Também, constata como ponto importante a introdução, a cadeia do cânhamo industrial, de alimentos, bebidas, suplementos, cosméticos. Que, por sua vez, serão reguladas pela Agência Reguladora da Indústria do Cânhamo e da Canábis Medicinal (ARICCAME). O órgão ainda fica responsável pela importação, exportação, cultivo, produção industrial, fabricação, comercialização e aquisição, a qualquer título, de sementes da planta cannabis, de cannabis e seus produtos derivados para fins medicinais ou industriais.
Uso adulto
Mas e o uso adulto, como fica? Segundo Juan, este será por conta das associações. O atual cenário dos clubes, onde a cannabis para fins medicinais não é comercializada, faz com que as associações não precisem pagar impostos ao governo local.
“O fenômeno dos clubes na Argentina vai impulsionar a legalização do uso adulto de cannabis no país.

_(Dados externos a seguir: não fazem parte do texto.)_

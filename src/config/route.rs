//! Route assembly configuration section.

use serde::{Deserialize, Serialize};

use crate::route::ProvenancePolicy;

use super::defaults;

/// Route settings section
#[derive(Clone, Debug, Serialize, Deserialize)]
pub struct RouteSection {
    /// Points in a straight-line fallback
    #[serde(default = "defaults::fallback_points")]
    pub fallback_points: usize,

    /// `legacy` or `branch` method tagging
    #[serde(default)]
    pub provenance: ProvenancePolicy,
}

impl Default for RouteSection {
    fn default() -> Self {
        Self {
            fallback_points: 50,
            provenance: ProvenancePolicy::Legacy,
        }
    }
}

Imagina quando tiver mais de mil clubes abastecendo 150 pacientes, sem pagar nada de imposto, isso irá terminar com a conjuntura que temos atualmente”, comenta o advogado.
Além da questão econômica, para Juan existe um mau aproveitamento do potencial dos clubes, que são capazes, até mesmo de brigar com o mercado ilegal do pais - que segundo ele é a imensa maioria, chegando a 98%.
“A indústria atual está mais pensada para o mercado medicinal, mas ela não me parece projetada para isso, hoje, não está levando em conta o verdadeiro público do mercado interno. Se pensarmos que 90% dos usuários Argentinos são de uso adulto e que a indústria é de laboratório, temos apenas duas opções: manter o mercado informal ou se organizar através de clubes”. Relata o advogado.